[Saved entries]

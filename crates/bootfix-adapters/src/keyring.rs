//! Service principal storage
//!
//! The three service principal values live in a single keychain entry as
//! JSON so the keychain only prompts once. With the keychain disabled they
//! go to a local owner-only credentials file instead. Environment variables
//! fill in anything neither store provides.

use bootfix_core::Credentials;
use keyring::Entry;
use serde::{Deserialize, Serialize};
use std::fs;
use std::path::{Path, PathBuf};
use std::sync::atomic::{AtomicBool, Ordering};
use tracing::warn;

use crate::config::write_atomic;

const KEYRING_SERVICE: &str = "bootfix-credentials";
const KEYRING_USERNAME: &str = "default";

pub const ENV_CLIENT_ID: &str = "AZURE_CLIENT_ID";
pub const ENV_CLIENT_SECRET: &str = "AZURE_CLIENT_SECRET";
pub const ENV_TENANT_ID: &str = "AZURE_TENANT_ID";

#[derive(Clone, Default, PartialEq, Eq, Serialize, Deserialize)]
struct StoredCredentials {
    #[serde(skip_serializing_if = "Option::is_none")]
    client_id: Option<String>,
    #[serde(skip_serializing_if = "Option::is_none")]
    client_secret: Option<String>,
    #[serde(skip_serializing_if = "Option::is_none")]
    tenant_id: Option<String>,
}

impl std::fmt::Debug for StoredCredentials {
    fn fmt(&self, f: &mut std::fmt::Formatter<'_>) -> std::fmt::Result {
        f.debug_struct("StoredCredentials")
            .field("client_id", &self.client_id)
            .field("client_secret", &self.client_secret.as_ref().map(|_| "<redacted>"))
            .field("tenant_id", &self.tenant_id)
            .finish()
    }
}

type KeyringResult<T> = Result<T, String>;

static KEYRING_ERROR_WARNED: AtomicBool = AtomicBool::new(false);

fn keyring_disabled() -> bool {
    if cfg!(test) {
        return true;
    }
    matches!(
        std::env::var("BOOTFIX_DISABLE_KEYRING")
            .unwrap_or_default()
            .to_lowercase()
            .as_str(),
        "1" | "true" | "yes"
    )
}

/// Human-friendly credential backend label used in CLI messages.
pub fn credentials_store_label() -> &'static str {
    if keyring_disabled() {
        "local credentials file"
    } else {
        "system keychain"
    }
}

fn keyring_entry() -> Result<Entry, keyring::Error> {
    Entry::new(KEYRING_SERVICE, KEYRING_USERNAME)
}

fn fallback_credentials_path() -> KeyringResult<PathBuf> {
    if let Ok(path) = std::env::var("BOOTFIX_CREDENTIALS_FILE") {
        let trimmed = path.trim();
        if !trimmed.is_empty() {
            return Ok(PathBuf::from(trimmed));
        }
    }
    dirs::config_dir()
        .map(|p| p.join("bootfix").join("credentials.json"))
        .ok_or_else(|| "Could not determine credentials file path".to_string())
}

fn read_file(path: &Path) -> KeyringResult<StoredCredentials> {
    if !path.exists() {
        return Ok(StoredCredentials::default());
    }
    let json = fs::read_to_string(path)
        .map_err(|e| format!("Failed to read credentials file '{}': {}", path.display(), e))?;
    serde_json::from_str(&json)
        .map_err(|e| format!("Failed to parse credentials file '{}': {}", path.display(), e))
}

fn write_file(path: &Path, creds: &StoredCredentials) -> KeyringResult<()> {
    if let Some(parent) = path.parent() {
        fs::create_dir_all(parent).map_err(|e| {
            format!(
                "Failed to create credentials directory '{}': {}",
                parent.display(),
                e
            )
        })?;
    }
    let content = serde_json::to_string(creds)
        .map_err(|e| format!("Failed to serialize credentials: {}", e))?;
    write_atomic(path, &content)
        .map_err(|e| format!("Failed to write credentials file '{}': {}", path.display(), e))
}

/// Warn about keychain errors only once per process.
pub fn warn_keychain_error_once(err: &str) {
    if KEYRING_ERROR_WARNED.swap(true, Ordering::Relaxed) {
        return;
    }
    warn!(
        error = %err,
        "Couldn't access system keychain; set BOOTFIX_DISABLE_KEYRING=1 or the AZURE_* variables to bypass it"
    );
}

fn read_stored() -> KeyringResult<StoredCredentials> {
    if keyring_disabled() {
        return read_file(&fallback_credentials_path()?);
    }
    let entry = keyring_entry().map_err(|e| e.to_string())?;
    match entry.get_password() {
        Ok(json) => {
            serde_json::from_str(&json).map_err(|e| format!("Failed to parse credentials: {}", e))
        }
        Err(keyring::Error::NoEntry) => Ok(StoredCredentials::default()),
        Err(err) => Err(err.to_string()),
    }
}

fn write_stored(creds: &StoredCredentials) -> KeyringResult<()> {
    if keyring_disabled() {
        return write_file(&fallback_credentials_path()?, creds);
    }
    let entry = keyring_entry().map_err(|e| e.to_string())?;
    let json = serde_json::to_string(creds)
        .map_err(|e| format!("Failed to serialize credentials: {}", e))?;
    entry.set_password(&json).map_err(|e| e.to_string())
}

fn non_empty(value: Option<String>) -> Option<String> {
    value.filter(|v| !v.trim().is_empty())
}

fn merge(stored: StoredCredentials, env: impl Fn(&str) -> Option<String>) -> Option<Credentials> {
    let principal = non_empty(stored.client_id).or_else(|| non_empty(env(ENV_CLIENT_ID)))?;
    let secret = non_empty(stored.client_secret).or_else(|| non_empty(env(ENV_CLIENT_SECRET)))?;
    let tenant = non_empty(stored.tenant_id).or_else(|| non_empty(env(ENV_TENANT_ID)))?;
    Some(Credentials::new(principal, secret, tenant))
}

// ============================================================================
// Public API
// ============================================================================

/// Resolve service principal credentials, store first with environment
/// fallback per field. `None` when any of the three values is missing.
pub fn load_credentials() -> Option<Credentials> {
    let stored = match read_stored() {
        Ok(stored) => stored,
        Err(err) => {
            warn_keychain_error_once(&err);
            StoredCredentials::default()
        }
    };
    merge(stored, |key| std::env::var(key).ok())
}

/// Persist credentials and read them back to confirm the write.
pub fn store_credentials(creds: &Credentials) -> Result<(), String> {
    if !creds.is_complete() {
        return Err("Client id, client secret, and tenant id are all required".to_string());
    }
    let stored = StoredCredentials {
        client_id: Some(creds.principal.trim().to_string()),
        client_secret: Some(creds.secret.trim().to_string()),
        tenant_id: Some(creds.tenant.trim().to_string()),
    };
    write_stored(&stored).map_err(|e| {
        format!(
            "Failed to store credentials in {}: {}. \
             You can set {}, {} and {} instead.",
            credentials_store_label(),
            e,
            ENV_CLIENT_ID,
            ENV_CLIENT_SECRET,
            ENV_TENANT_ID
        )
    })?;

    match read_stored() {
        Ok(read_back) if read_back == stored => Ok(()),
        Ok(_) => Err(format!(
            "Credential verification failed: {} returned different values",
            credentials_store_label()
        )),
        Err(err) => Err(format!(
            "Credential verification failed: couldn't read back from {} ({})",
            credentials_store_label(),
            err
        )),
    }
}

#[cfg(test)]
mod tests {
    use super::*;
    use std::collections::HashMap;

    fn env_of(pairs: &[(&str, &str)]) -> impl Fn(&str) -> Option<String> {
        let map: HashMap<String, String> = pairs
            .iter()
            .map(|(k, v)| (k.to_string(), v.to_string()))
            .collect();
        move |key| map.get(key).cloned()
    }

    #[test]
    fn test_stored_values_win_over_environment() {
        let stored = StoredCredentials {
            client_id: Some("stored-app".into()),
            client_secret: Some("stored-secret".into()),
            tenant_id: Some("stored-tenant".into()),
        };
        let env = env_of(&[(ENV_CLIENT_ID, "env-app")]);
        let creds = merge(stored, env).unwrap();
        assert_eq!(creds.principal, "stored-app");
        assert_eq!(creds.tenant, "stored-tenant");
    }

    #[test]
    fn test_environment_fills_missing_fields() {
        let stored = StoredCredentials {
            client_id: Some("stored-app".into()),
            ..StoredCredentials::default()
        };
        let env = env_of(&[(ENV_CLIENT_SECRET, "env-secret"), (ENV_TENANT_ID, "env-tenant")]);
        let creds = merge(stored, env).unwrap();
        assert_eq!(creds, Credentials::new("stored-app", "env-secret", "env-tenant"));
    }

    #[test]
    fn test_incomplete_credentials_resolve_to_none() {
        let env = env_of(&[(ENV_CLIENT_ID, "app"), (ENV_CLIENT_SECRET, "  ")]);
        assert!(merge(StoredCredentials::default(), env).is_none());
    }

    #[test]
    fn test_partial_serialization_omits_missing_fields() {
        let creds = StoredCredentials {
            client_id: Some("app".into()),
            ..StoredCredentials::default()
        };
        let json = serde_json::to_string(&creds).unwrap();
        assert_eq!(json, r#"{"client_id":"app"}"#);
    }

    #[test]
    fn test_debug_redacts_secret() {
        let creds = StoredCredentials {
            client_secret: Some("very-secret".into()),
            ..StoredCredentials::default()
        };
        assert!(!format!("{:?}", creds).contains("very-secret"));
    }

    #[test]
    fn test_credentials_store_label_uses_file_backend_in_tests() {
        assert_eq!(credentials_store_label(), "local credentials file");
    }

    #[test]
    fn test_file_backend_round_trip() {
        let dir = tempfile::tempdir().unwrap();
        let path = dir.path().join("credentials.json");
        let stored = StoredCredentials {
            client_id: Some("app".into()),
            client_secret: Some("secret".into()),
            tenant_id: Some("tenant".into()),
        };

        write_file(&path, &stored).unwrap();
        assert_eq!(read_file(&path).unwrap(), stored);
        assert_eq!(
            read_file(&dir.path().join("absent.json")).unwrap(),
            StoredCredentials::default()
        );
    }
}
//! Managed disk model and the naming conventions the repair flow keys off.

use serde::{Deserialize, Serialize};

/// Suffix of a machine's original OS disk: `<vmName>-osdisk`.
pub const ORIGINAL_DISK_SUFFIX: &str = "-osdisk";

const DISK_COPY_MARKER: &str = "-diskcopy-";

/// True when the disk name follows the `<anything>-DiskCopy-<anything>`
/// convention left behind by a previous repair attempt. Case-insensitive,
/// matching how the cloud treats resource names.
pub fn is_disk_copy(name: &str) -> bool {
    name.to_ascii_lowercase().contains(DISK_COPY_MARKER)
}

/// Name of the presumed original OS disk for a machine.
pub fn original_disk_name(vm_name: &str) -> String {
    format!("{}{}", vm_name, ORIGINAL_DISK_SUFFIX)
}

#[derive(Debug, Clone, PartialEq, Eq, Serialize, Deserialize)]
pub enum DiskState {
    Attached,
    Unattached,
    Reserved,
    ActiveSas,
    ReadyToUpload,
    Other(String),
}

impl DiskState {
    pub fn parse(raw: &str) -> Self {
        match raw.trim().to_ascii_lowercase().as_str() {
            "attached" => Self::Attached,
            "unattached" => Self::Unattached,
            "reserved" => Self::Reserved,
            "activesas" => Self::ActiveSas,
            "readytoupload" => Self::ReadyToUpload,
            _ => Self::Other(raw.trim().to_string()),
        }
    }
}

#[derive(Debug, Clone, PartialEq, Eq, Serialize, Deserialize)]
pub struct DiskInfo {
    pub name: String,
    pub id: String,
    pub disk_state: DiskState,
}

impl DiskInfo {
    pub fn new(name: impl Into<String>, id: impl Into<String>, disk_state: DiskState) -> Self {
        Self {
            name: name.into(),
            id: id.into(),
            disk_state,
        }
    }

    pub fn is_attached(&self) -> bool {
        self.disk_state == DiskState::Attached
    }
}
use serde::{Deserialize, Serialize};
use std::fmt;

/// One row of the input list, before the owning subscription is resolved.
#[derive(Debug, Clone, PartialEq, Eq, Serialize, Deserialize)]
pub struct TargetRecord {
    #[serde(rename = "Subscription")]
    pub subscription: String,
    #[serde(rename = "ResourceGroup")]
    pub resource_group: String,
    #[serde(rename = "VmName")]
    pub vm_name: String,
}

impl TargetRecord {
    pub fn new(
        subscription: impl Into<String>,
        resource_group: impl Into<String>,
        vm_name: impl Into<String>,
    ) -> Self {
        Self {
            subscription: subscription.into(),
            resource_group: resource_group.into(),
            vm_name: vm_name.into(),
        }
    }

    /// Bind the record to a resolved subscription id.
    pub fn resolve(self, subscription_id: impl Into<String>) -> Target {
        Target {
            subscription_name: self.subscription,
            subscription_id: subscription_id.into(),
            resource_group: self.resource_group,
            vm_name: self.vm_name,
        }
    }
}

/// A machine to repair, fully populated before it is handed to a worker.
///
/// Fields are private so a dispatched target can't be mutated in place.
#[derive(Debug, Clone, PartialEq, Eq, Serialize, Deserialize)]
pub struct Target {
    subscription_name: String,
    subscription_id: String,
    resource_group: String,
    vm_name: String,
}

impl Target {
    pub fn subscription_name(&self) -> &str {
        &self.subscription_name
    }

    pub fn subscription_id(&self) -> &str {
        &self.subscription_id
    }

    pub fn resource_group(&self) -> &str {
        &self.resource_group
    }

    pub fn vm_name(&self) -> &str {
        &self.vm_name
    }
}

impl fmt::Display for Target {
    fn fmt(&self, f: &mut fmt::Formatter<'_>) -> fmt::Result {
        write!(f, "{}/{}", self.resource_group, self.vm_name)
    }
}
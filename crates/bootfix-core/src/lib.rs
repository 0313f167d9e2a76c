//! Core domain model and contracts for bootfix.

pub mod credentials;
pub mod disk;
pub mod job;
pub mod protocol;
pub mod report;
pub mod session;
pub mod target;

pub use credentials::Credentials;
pub use disk::{DiskInfo, DiskState};
pub use job::{FailureReason, JobId, JobState, RepairOutcome, RepairStep, SkipReason};
pub use protocol::*;
pub use report::{JobRecord, OutcomeCounts, RunSummary, SubscriptionReport};
pub use session::RepairSession;
pub use target::{Target, TargetRecord};
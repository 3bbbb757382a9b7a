//! Interfaces between the interactive controller and the presentation layer.

pub mod presenter;
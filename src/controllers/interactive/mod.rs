//! Background rendering for interactive hosts.
//!
//! Hosts submit immutable [`RenderRequest`] snapshots; a worker thread renders
//! the newest one and publishes the outcome through an
//! [`InteractiveControllerPresenterPort`].

mod controller;
pub mod data;
pub mod events;
pub mod ports;

pub use controller::InteractiveController;
pub use data::render_request::RenderRequest;
pub use events::render_event::RenderEvent;
pub use ports::presenter::InteractiveControllerPresenterPort;
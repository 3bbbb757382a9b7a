use crate::controllers::interactive::events::render_event::RenderEvent;

/// Receives finished frames and failures from the render worker thread.
pub trait InteractiveControllerPresenterPort: Send + Sync {
    fn present(&self, event: RenderEvent);
}
use crate::controllers::interactive::data::frame_data::FrameData;
use crate::controllers::interactive::data::render_request::RenderRequest;
use crate::controllers::interactive::events::render_event::RenderEvent;
use crate::controllers::interactive::events::render_failure::RenderFailure;
use crate::controllers::interactive::ports::presenter::InteractiveControllerPresenterPort;
use crate::core::actions::cancellation::CancelToken;
use crate::core::actions::render_frame::parallel_frame_renderer::{
    ParallelFrameRenderer, RenderStrategy,
};
use crate::core::actions::render_frame::render_frame::RenderError;
use crate::core::data::pixel_buffer::PixelBuffer;
use std::sync::atomic::{AtomicBool, AtomicU64, Ordering};
use std::sync::{Arc, Condvar, Mutex, PoisonError};
use std::thread::{self, JoinHandle};
use std::time::Instant;

struct SharedState {
    generation: AtomicU64,
    last_completed_generation: AtomicU64,
    latest_request: Mutex<Option<(u64, Arc<RenderRequest>)>>,
    wake: Condvar,
    shutdown: AtomicBool,
    renderer: ParallelFrameRenderer,
    presenter_port: Arc<dyn InteractiveControllerPresenterPort>,
}

/// Renders the newest submitted request on a background thread.
///
/// Each request gets a generation number. Submitting a new request cancels
/// the frame in flight, and only frames whose generation is still current
/// reach the presenter. Cancelled frames publish nothing.
pub struct InteractiveController {
    shared: Arc<SharedState>,
    worker: Option<JoinHandle<()>>,
}

impl InteractiveController {
    pub fn new(presenter_port: Arc<dyn InteractiveControllerPresenterPort>) -> Self {
        Self::with_renderer(
            presenter_port,
            ParallelFrameRenderer::new().with_strategy(RenderStrategy::Rayon),
        )
    }

    pub fn with_renderer(
        presenter_port: Arc<dyn InteractiveControllerPresenterPort>,
        renderer: ParallelFrameRenderer,
    ) -> Self {
        let shared = Arc::new(SharedState {
            generation: AtomicU64::new(0),
            last_completed_generation: AtomicU64::new(0),
            latest_request: Mutex::new(None),
            wake: Condvar::new(),
            shutdown: AtomicBool::new(false),
            renderer,
            presenter_port,
        });

        let worker_shared = Arc::clone(&shared);

        let worker = thread::Builder::new()
            .name("interactive-render".into())
            .spawn(move || Self::worker_loop(&worker_shared));

        let worker = match worker {
            Ok(handle) => Some(handle),
            Err(err) => {
                log::error!("could not start render thread: {}", err);
                None
            }
        };

        Self { shared, worker }
    }

    pub fn submit_request(&self, request: Arc<RenderRequest>) -> u64 {
        let generation = self.shared.generation.fetch_add(1, Ordering::SeqCst) + 1;

        {
            let mut guard = self
                .shared
                .latest_request
                .lock()
                .unwrap_or_else(PoisonError::into_inner);
            *guard = Some((generation, request));
        }

        self.shared.wake.notify_one();

        generation
    }

    pub fn shutdown(&mut self) {
        self.shared.shutdown.store(true, Ordering::Release);
        self.shared.wake.notify_one();

        if let Some(handle) = self.worker.take() {
            let _ = handle.join();
        }
    }

    #[must_use]
    pub fn last_completed_generation(&self) -> u64 {
        self.shared
            .last_completed_generation
            .load(Ordering::Acquire)
    }

    fn worker_loop(shared: &Arc<SharedState>) {
        loop {
            let (job_generation, request) = {
                let mut guard = shared
                    .latest_request
                    .lock()
                    .unwrap_or_else(PoisonError::into_inner);
                loop {
                    if shared.shutdown.load(Ordering::Acquire) {
                        return;
                    }

                    if let Some(req) = guard.take() {
                        break req;
                    }

                    guard = shared
                        .wake
                        .wait(guard)
                        .unwrap_or_else(PoisonError::into_inner);
                }
            };

            let cancel_token = || {
                shared.shutdown.load(Ordering::Relaxed)
                    || job_generation != shared.generation.load(Ordering::Relaxed)
            };

            let start = Instant::now();
            let result = Self::render_request(&shared.renderer, &request, &cancel_token);
            let render_duration = start.elapsed();

            if job_generation != shared.generation.load(Ordering::Acquire) {
                log::debug!("dropping superseded frame {}", job_generation);
                continue;
            }

            let event = match result {
                Ok(pixel_buffer) => RenderEvent::Frame(FrameData {
                    generation: job_generation,
                    viewport: request.viewport,
                    pixel_buffer,
                    render_duration,
                }),
                Err(RenderError::Cancelled(_)) => continue,
                Err(err) => {
                    log::error!("frame {} failed: {}", job_generation, err);

                    RenderEvent::Error(RenderFailure {
                        generation: job_generation,
                        message: err.to_string(),
                    })
                }
            };

            shared.presenter_port.present(event);
            shared
                .last_completed_generation
                .store(job_generation, Ordering::Release);
        }
    }

    fn render_request<C: CancelToken>(
        renderer: &ParallelFrameRenderer,
        request: &RenderRequest,
        cancel: &C,
    ) -> Result<PixelBuffer, RenderError> {
        renderer.render_cancelable(
            &request.viewport,
            &request.kernel,
            &request.colour_map,
            cancel,
        )
    }
}

impl Drop for InteractiveController {
    fn drop(&mut self) {
        self.shutdown();
    }
}
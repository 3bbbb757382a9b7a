pub mod cancellation;
pub mod render_frame;
pub mod zoom;
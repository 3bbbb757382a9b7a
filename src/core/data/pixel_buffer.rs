use crate::core::data::colour::Colour;
use crate::core::data::column_tile::ColumnTile;
use crate::core::data::pixel_rect::PixelRect;
use crate::core::data::point::Point;
use std::error::Error;
use std::fmt;

pub const BYTES_PER_PIXEL: usize = 3;

fn pixel_rect_to_buffer_size(pixel_rect: PixelRect) -> usize {
    pixel_rect.size() as usize * BYTES_PER_PIXEL
}

#[derive(Debug, Clone, PartialEq)]
pub enum PixelBufferError {
    PixelOutsideBounds {
        pixel: Point,
        pixel_rect: PixelRect,
    },
    BoundsMismatch {
        pixel_rect_size: usize,
        buffer_size: usize,
    },
    TilesDoNotCoverWidth {
        width: u32,
        tiles: Vec<ColumnTile>,
    },
}

impl fmt::Display for PixelBufferError {
    fn fmt(&self, f: &mut fmt::Formatter<'_>) -> fmt::Result {
        match self {
            Self::BoundsMismatch {
                pixel_rect_size,
                buffer_size,
            } => {
                write!(
                    f,
                    "pixel rect size {} does not match buffer size {}",
                    pixel_rect_size, buffer_size
                )
            }
            Self::PixelOutsideBounds { pixel, pixel_rect } => {
                write!(
                    f,
                    "pixel at x:{}, y:{} outside of {}x{} pixel rect",
                    pixel.x,
                    pixel.y,
                    pixel_rect.width(),
                    pixel_rect.height()
                )
            }
            Self::TilesDoNotCoverWidth { width, tiles } => {
                write!(
                    f,
                    "{} column tiles do not exactly cover width {}",
                    tiles.len(),
                    width
                )
            }
        }
    }
}

impl Error for PixelBufferError {}

pub type PixelBufferData = Vec<u8>;

/// RGB pixels stored column by column.
///
/// Column-major order keeps every column range in one contiguous slice, so
/// render workers can each be handed an exclusive `&mut [u8]`.
#[derive(Debug, Clone, PartialEq)]
pub struct PixelBuffer {
    pixel_rect: PixelRect,
    buffer: PixelBufferData,
}

impl PixelBuffer {
    #[must_use]
    pub fn new(pixel_rect: PixelRect) -> Self {
        let total_bytes = pixel_rect_to_buffer_size(pixel_rect);

        Self {
            pixel_rect,
            buffer: vec![0; total_bytes],
        }
    }

    pub fn from_data(
        pixel_rect: PixelRect,
        buffer: PixelBufferData,
    ) -> Result<Self, PixelBufferError> {
        let buffer_size = pixel_rect_to_buffer_size(pixel_rect);

        if buffer_size != buffer.len() {
            return Err(PixelBufferError::BoundsMismatch {
                pixel_rect_size: buffer_size,
                buffer_size: buffer.len(),
            });
        }

        Ok(Self { pixel_rect, buffer })
    }

    #[must_use]
    pub fn pixel_rect(&self) -> PixelRect {
        self.pixel_rect
    }

    #[must_use]
    pub fn buffer(&self) -> &PixelBufferData {
        &self.buffer
    }

    #[must_use]
    pub fn buffer_size(&self) -> usize {
        self.buffer.len()
    }

    fn index_of(&self, pixel: Point) -> Result<usize, PixelBufferError> {
        if !self.pixel_rect.contains_point(pixel) {
            return Err(PixelBufferError::PixelOutsideBounds {
                pixel,
                pixel_rect: self.pixel_rect,
            });
        }

        let column_offset = pixel.x as usize * self.pixel_rect.height() as usize;

        Ok((column_offset + pixel.y as usize) * BYTES_PER_PIXEL)
    }

    pub fn pixel(&self, pixel: Point) -> Result<Colour, PixelBufferError> {
        let index = self.index_of(pixel)?;

        Ok(Colour {
            r: self.buffer[index],
            g: self.buffer[index + 1],
            b: self.buffer[index + 2],
        })
    }

    pub fn set_pixel(&mut self, pixel: Point, colour: Colour) -> Result<(), PixelBufferError> {
        let index = self.index_of(pixel)?;

        self.buffer[index] = colour.r;
        self.buffer[index + 1] = colour.g;
        self.buffer[index + 2] = colour.b;

        Ok(())
    }

    /// Splits the buffer into one exclusive slice per tile.
    ///
    /// Tiles must be ordered, contiguous, start at column 0 and end at the
    /// buffer width.
    pub fn column_tiles_mut(
        &mut self,
        tiles: &[ColumnTile],
    ) -> Result<Vec<&mut [u8]>, PixelBufferError> {
        let width = self.pixel_rect.width();
        let covers_width = !tiles.is_empty()
            && tiles.first().map(|t| t.start) == Some(0)
            && tiles.last().map(|t| t.end) == Some(width)
            && tiles.windows(2).all(|pair| pair[0].end == pair[1].start)
            && tiles.iter().all(|t| t.start < t.end);

        if !covers_width {
            return Err(PixelBufferError::TilesDoNotCoverWidth {
                width,
                tiles: tiles.to_vec(),
            });
        }

        let column_bytes = self.pixel_rect.height() as usize * BYTES_PER_PIXEL;
        let mut remaining: &mut [u8] = &mut self.buffer;
        let mut slices = Vec::with_capacity(tiles.len());

        for tile in tiles {
            let (head, tail) =
                std::mem::take(&mut remaining).split_at_mut(tile.width() as usize * column_bytes);
            slices.push(head);
            remaining = tail;
        }

        Ok(slices)
    }

    /// Copies the pixels out in row-major RGB order, as image formats expect.
    #[must_use]
    pub fn to_row_major(&self) -> PixelBufferData {
        let width = self.pixel_rect.width() as usize;
        let height = self.pixel_rect.height() as usize;
        let mut rows = Vec::with_capacity(self.buffer.len());

        for y in 0..height {
            for x in 0..width {
                let index = (x * height + y) * BYTES_PER_PIXEL;
                rows.extend_from_slice(&self.buffer[index..index + BYTES_PER_PIXEL]);
            }
        }

        rows
    }
}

### Exercise aim
Take each line above that holds the string "static" and copy it.

### Task result
static KEYRING_ERROR_WARNED: AtomicBool = AtomicBool::new(false);
pub fn credentials_store_label() -> &'static str {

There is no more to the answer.